-------- Data for analysis

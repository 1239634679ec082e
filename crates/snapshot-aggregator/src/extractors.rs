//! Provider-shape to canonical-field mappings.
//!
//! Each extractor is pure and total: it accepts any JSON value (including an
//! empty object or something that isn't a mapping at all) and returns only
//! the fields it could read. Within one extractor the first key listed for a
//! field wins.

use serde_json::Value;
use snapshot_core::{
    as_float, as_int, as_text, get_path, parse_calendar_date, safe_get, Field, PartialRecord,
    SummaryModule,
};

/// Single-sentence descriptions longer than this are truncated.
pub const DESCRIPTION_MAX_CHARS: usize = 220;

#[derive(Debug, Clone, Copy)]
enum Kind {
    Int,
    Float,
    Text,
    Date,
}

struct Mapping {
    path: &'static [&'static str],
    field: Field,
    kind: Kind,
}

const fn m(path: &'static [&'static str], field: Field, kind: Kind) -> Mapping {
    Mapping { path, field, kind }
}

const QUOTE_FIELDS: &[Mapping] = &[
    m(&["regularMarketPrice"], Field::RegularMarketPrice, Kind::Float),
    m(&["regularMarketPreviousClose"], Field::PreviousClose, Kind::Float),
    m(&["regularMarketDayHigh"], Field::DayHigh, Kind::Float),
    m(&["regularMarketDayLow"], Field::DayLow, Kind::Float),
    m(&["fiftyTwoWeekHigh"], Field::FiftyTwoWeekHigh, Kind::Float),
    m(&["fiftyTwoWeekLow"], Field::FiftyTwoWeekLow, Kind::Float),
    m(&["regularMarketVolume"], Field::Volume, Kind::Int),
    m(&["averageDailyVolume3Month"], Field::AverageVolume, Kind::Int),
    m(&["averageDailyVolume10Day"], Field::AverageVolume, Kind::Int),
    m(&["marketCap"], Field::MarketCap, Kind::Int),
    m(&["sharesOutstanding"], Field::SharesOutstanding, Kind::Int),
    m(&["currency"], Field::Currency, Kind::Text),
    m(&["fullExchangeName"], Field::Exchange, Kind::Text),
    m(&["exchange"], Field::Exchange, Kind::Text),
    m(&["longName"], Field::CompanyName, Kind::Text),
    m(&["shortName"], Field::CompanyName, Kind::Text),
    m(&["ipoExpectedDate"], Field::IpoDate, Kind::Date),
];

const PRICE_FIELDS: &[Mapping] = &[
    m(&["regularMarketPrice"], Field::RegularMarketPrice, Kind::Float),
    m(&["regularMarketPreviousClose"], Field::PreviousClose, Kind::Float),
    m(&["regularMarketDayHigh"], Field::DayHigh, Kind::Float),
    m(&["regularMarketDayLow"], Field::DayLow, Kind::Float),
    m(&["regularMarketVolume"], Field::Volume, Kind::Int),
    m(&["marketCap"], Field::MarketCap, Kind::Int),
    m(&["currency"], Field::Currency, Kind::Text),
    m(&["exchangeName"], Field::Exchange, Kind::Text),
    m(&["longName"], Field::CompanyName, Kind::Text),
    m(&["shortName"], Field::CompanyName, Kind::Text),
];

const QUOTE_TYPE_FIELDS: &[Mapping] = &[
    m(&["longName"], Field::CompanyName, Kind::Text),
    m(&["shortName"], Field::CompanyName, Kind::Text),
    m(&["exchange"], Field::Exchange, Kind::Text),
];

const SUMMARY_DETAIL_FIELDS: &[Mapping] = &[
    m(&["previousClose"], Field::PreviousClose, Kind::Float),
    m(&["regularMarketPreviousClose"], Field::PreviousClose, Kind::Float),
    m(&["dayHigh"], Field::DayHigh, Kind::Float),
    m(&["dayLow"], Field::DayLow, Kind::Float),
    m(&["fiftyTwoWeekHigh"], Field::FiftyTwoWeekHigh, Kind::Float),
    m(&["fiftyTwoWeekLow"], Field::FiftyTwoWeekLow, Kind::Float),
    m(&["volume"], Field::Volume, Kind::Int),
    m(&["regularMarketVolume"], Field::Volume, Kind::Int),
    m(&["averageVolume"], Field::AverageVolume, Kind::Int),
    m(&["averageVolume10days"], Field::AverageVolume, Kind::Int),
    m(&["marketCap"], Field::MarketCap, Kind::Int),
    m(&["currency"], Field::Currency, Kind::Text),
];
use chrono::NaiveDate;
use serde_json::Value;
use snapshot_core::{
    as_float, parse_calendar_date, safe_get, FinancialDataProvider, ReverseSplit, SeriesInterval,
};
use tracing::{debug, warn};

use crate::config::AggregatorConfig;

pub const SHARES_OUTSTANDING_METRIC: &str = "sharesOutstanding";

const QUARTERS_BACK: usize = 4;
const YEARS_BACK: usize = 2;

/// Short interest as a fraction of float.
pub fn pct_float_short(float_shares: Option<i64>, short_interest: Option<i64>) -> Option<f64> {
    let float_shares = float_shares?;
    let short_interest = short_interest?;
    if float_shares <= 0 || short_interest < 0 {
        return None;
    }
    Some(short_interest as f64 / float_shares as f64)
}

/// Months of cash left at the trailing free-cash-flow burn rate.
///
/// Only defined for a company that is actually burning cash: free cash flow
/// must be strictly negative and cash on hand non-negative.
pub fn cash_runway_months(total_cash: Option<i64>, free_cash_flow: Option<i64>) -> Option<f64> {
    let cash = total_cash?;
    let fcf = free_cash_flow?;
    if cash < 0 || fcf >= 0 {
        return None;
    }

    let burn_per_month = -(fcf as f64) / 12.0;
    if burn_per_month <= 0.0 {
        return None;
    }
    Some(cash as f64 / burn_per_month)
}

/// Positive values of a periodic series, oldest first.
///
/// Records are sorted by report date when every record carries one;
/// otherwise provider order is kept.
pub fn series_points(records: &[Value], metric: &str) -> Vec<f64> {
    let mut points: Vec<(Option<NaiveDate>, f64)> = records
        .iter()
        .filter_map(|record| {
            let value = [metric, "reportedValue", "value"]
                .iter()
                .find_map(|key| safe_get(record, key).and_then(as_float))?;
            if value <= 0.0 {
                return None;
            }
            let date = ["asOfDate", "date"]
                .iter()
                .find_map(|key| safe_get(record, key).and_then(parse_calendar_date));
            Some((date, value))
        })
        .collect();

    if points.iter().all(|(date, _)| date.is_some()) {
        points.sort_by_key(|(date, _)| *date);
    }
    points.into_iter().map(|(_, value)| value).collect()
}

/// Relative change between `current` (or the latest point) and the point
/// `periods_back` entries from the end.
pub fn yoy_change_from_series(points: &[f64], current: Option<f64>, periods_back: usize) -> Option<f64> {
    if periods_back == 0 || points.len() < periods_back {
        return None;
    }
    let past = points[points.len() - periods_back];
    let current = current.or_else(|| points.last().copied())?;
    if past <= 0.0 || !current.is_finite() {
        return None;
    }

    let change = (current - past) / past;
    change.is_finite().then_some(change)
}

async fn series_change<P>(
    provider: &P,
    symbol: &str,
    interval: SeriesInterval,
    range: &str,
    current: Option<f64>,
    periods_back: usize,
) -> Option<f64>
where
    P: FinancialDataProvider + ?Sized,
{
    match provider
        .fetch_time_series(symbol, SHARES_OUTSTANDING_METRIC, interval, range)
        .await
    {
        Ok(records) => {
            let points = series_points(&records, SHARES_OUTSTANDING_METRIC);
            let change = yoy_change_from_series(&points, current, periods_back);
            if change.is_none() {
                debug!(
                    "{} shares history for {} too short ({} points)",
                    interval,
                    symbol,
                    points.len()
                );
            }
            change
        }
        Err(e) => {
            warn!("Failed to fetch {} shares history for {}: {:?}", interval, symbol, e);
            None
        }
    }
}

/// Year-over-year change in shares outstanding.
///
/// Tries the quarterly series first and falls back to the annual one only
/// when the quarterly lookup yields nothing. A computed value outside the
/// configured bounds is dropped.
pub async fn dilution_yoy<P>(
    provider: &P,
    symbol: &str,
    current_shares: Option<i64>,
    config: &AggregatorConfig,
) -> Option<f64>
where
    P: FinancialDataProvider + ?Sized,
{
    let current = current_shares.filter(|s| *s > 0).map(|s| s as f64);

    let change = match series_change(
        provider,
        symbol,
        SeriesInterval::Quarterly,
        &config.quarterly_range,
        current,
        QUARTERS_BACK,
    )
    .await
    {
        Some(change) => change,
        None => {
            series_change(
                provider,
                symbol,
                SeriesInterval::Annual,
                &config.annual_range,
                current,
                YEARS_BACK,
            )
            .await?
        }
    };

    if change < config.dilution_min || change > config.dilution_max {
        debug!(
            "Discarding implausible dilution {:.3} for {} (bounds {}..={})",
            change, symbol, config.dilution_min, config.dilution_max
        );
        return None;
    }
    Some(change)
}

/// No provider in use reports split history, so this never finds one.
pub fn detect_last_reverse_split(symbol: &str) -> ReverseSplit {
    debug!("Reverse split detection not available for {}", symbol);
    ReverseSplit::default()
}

----------------
-------- Data for analysis

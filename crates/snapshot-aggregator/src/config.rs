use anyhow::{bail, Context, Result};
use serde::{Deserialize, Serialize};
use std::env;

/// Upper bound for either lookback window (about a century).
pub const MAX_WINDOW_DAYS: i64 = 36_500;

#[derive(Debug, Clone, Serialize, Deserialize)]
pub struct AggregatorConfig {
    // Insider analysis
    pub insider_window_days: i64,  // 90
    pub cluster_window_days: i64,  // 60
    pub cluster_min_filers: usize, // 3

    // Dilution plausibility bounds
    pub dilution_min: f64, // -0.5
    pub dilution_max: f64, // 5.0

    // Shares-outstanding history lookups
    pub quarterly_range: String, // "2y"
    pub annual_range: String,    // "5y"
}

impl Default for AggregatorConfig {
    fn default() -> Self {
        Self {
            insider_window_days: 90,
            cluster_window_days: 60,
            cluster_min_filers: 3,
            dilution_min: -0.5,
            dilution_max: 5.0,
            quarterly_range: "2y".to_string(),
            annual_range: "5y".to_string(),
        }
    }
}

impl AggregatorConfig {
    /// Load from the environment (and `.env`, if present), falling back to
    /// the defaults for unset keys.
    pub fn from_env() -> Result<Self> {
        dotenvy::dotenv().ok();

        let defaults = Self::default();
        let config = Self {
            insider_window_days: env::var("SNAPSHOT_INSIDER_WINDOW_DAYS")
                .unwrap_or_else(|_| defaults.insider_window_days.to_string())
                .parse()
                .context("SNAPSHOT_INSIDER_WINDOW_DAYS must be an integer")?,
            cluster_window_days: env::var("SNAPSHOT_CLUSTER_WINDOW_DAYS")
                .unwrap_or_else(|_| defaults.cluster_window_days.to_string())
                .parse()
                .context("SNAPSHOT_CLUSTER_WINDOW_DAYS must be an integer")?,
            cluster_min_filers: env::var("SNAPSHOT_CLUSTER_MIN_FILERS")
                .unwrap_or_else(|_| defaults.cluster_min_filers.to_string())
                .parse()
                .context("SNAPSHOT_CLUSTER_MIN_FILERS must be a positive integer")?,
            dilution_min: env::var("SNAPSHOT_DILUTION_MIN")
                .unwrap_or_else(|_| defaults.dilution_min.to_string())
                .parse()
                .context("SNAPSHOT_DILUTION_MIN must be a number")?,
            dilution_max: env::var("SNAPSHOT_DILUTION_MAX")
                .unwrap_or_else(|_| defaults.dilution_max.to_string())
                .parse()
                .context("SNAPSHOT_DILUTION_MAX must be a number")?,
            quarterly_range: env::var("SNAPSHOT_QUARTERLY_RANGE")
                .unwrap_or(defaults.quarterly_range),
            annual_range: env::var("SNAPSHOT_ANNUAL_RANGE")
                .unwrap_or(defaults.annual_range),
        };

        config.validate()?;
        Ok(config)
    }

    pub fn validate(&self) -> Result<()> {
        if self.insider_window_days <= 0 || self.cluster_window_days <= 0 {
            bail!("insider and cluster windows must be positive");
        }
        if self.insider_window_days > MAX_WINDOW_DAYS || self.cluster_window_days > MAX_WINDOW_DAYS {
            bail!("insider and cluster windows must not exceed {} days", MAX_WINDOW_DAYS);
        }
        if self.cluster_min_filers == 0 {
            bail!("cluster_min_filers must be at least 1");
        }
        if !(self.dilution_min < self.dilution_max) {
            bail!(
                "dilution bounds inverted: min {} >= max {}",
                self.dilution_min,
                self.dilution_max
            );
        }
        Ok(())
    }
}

----------------

Go to the line with "Option<i64>, free_cash_flow: Option<i64>)" in the entries above and repeat every line from there through the line with "let points = series_points(&records, SHARES_OUTSTANDING_METRIC);", exactly and with no other text.

pub fn cash_runway_months(total_cash: Option<i64>, free_cash_flow: Option<i64>) -> Option<f64> {
    let cash = total_cash?;
    let fcf = free_cash_flow?;
    if cash < 0 || fcf >= 0 {
        return None;
    }

    let burn_per_month = -(fcf as f64) / 12.0;
    if burn_per_month <= 0.0 {
        return None;
    }
    Some(cash as f64 / burn_per_month)
}

/// Positive values of a periodic series, oldest first.
///
/// Records are sorted by report date when every record carries one;
/// otherwise provider order is kept.
pub fn series_points(records: &[Value], metric: &str) -> Vec<f64> {
    let mut points: Vec<(Option<NaiveDate>, f64)> = records
        .iter()
        .filter_map(|record| {
            let value = [metric, "reportedValue", "value"]
                .iter()
                .find_map(|key| safe_get(record, key).and_then(as_float))?;
            if value <= 0.0 {
                return None;
            }
            let date = ["asOfDate", "date"]
                .iter()
                .find_map(|key| safe_get(record, key).and_then(parse_calendar_date));
            Some((date, value))
        })
        .collect();

    if points.iter().all(|(date, _)| date.is_some()) {
        points.sort_by_key(|(date, _)| *date);
    }
    points.into_iter().map(|(_, value)| value).collect()
}

/// Relative change between `current` (or the latest point) and the point
/// `periods_back` entries from the end.
pub fn yoy_change_from_series(points: &[f64], current: Option<f64>, periods_back: usize) -> Option<f64> {
    if periods_back == 0 || points.len() < periods_back {
        return None;
    }
    let past = points[points.len() - periods_back];
    let current = current.or_else(|| points.last().copied())?;
    if past <= 0.0 || !current.is_finite() {
        return None;
    }

    let change = (current - past) / past;
    change.is_finite().then_some(change)
}

async fn series_change<P>(
    provider: &P,
    symbol: &str,
    interval: SeriesInterval,
    range: &str,
    current: Option<f64>,
    periods_back: usize,
) -> Option<f64>
where
    P: FinancialDataProvider + ?Sized,
{
    match provider
        .fetch_time_series(symbol, SHARES_OUTSTANDING_METRIC, interval, range)
        .await
    {
        Ok(records) => {
            let points = series_points(&records, SHARES_OUTSTANDING_METRIC);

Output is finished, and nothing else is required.